→ ABOUT THIS EXERCISE
Where a line below includes the word "HashMap", copy that line.

--- START ---

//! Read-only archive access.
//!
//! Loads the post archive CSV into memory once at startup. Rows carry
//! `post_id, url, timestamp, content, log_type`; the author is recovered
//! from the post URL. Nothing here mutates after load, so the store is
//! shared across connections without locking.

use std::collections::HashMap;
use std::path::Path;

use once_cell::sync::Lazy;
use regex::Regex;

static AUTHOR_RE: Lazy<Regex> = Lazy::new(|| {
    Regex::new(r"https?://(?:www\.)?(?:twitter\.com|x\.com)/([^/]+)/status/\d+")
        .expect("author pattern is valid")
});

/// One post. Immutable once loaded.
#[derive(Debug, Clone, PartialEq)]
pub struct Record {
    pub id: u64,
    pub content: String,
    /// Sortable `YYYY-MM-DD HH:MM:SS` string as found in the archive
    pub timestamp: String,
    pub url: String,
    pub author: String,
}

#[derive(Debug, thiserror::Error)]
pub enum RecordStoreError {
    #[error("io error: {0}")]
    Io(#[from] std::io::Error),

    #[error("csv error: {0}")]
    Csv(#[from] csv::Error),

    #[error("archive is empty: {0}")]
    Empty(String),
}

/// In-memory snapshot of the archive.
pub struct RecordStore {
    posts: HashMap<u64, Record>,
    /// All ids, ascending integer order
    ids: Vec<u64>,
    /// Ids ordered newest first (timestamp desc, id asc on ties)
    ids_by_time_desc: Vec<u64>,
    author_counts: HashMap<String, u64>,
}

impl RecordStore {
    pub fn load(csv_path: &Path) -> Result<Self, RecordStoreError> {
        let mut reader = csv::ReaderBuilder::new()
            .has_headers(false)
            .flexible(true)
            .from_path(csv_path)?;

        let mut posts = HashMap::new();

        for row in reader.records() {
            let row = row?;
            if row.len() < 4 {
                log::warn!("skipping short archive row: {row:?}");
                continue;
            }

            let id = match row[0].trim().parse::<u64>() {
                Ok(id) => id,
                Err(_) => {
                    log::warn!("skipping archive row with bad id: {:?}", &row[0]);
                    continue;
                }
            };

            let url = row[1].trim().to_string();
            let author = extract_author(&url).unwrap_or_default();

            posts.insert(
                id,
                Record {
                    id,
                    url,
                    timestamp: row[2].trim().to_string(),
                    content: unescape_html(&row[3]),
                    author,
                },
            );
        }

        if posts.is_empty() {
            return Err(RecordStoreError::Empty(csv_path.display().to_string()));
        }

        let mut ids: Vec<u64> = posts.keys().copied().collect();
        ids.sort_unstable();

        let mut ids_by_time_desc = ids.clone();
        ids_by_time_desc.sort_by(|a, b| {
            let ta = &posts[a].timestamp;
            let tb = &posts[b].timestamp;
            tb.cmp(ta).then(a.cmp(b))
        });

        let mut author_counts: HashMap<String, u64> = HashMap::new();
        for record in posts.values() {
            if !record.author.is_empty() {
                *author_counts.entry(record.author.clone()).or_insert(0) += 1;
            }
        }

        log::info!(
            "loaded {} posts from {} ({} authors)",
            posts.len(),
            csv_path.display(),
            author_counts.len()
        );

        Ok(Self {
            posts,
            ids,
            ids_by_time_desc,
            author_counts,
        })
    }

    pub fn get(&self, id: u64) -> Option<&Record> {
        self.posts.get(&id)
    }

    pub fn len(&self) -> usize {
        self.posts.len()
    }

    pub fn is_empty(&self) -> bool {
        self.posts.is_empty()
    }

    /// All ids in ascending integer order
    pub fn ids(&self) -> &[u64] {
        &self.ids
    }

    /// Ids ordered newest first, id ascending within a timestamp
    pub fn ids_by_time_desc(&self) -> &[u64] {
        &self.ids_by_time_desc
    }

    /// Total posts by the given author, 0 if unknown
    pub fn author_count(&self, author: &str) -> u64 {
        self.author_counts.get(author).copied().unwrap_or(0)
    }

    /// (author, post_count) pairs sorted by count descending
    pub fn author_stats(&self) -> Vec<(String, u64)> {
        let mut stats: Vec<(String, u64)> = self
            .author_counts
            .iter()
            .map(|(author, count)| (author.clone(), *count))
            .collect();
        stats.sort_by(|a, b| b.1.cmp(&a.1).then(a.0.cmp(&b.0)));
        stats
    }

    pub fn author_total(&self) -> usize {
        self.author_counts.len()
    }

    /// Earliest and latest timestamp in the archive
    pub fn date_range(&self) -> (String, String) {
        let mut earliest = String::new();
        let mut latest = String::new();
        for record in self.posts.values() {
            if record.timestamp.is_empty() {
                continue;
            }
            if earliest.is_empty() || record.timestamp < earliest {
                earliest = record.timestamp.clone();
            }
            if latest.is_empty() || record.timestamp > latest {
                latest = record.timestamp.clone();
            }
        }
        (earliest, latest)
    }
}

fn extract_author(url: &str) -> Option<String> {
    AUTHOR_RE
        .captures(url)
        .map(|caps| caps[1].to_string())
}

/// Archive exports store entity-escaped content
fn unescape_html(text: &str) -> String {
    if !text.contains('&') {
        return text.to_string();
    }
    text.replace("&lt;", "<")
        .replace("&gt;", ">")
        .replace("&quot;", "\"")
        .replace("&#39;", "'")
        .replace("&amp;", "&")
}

--- END ---

→ RESULT OF THIS TASK
use std::collections::HashMap;
    posts: HashMap<u64, Record>,
    author_counts: HashMap<String, u64>,
        let mut posts = HashMap::new();
        let mut author_counts: HashMap<String, u64> = HashMap::new();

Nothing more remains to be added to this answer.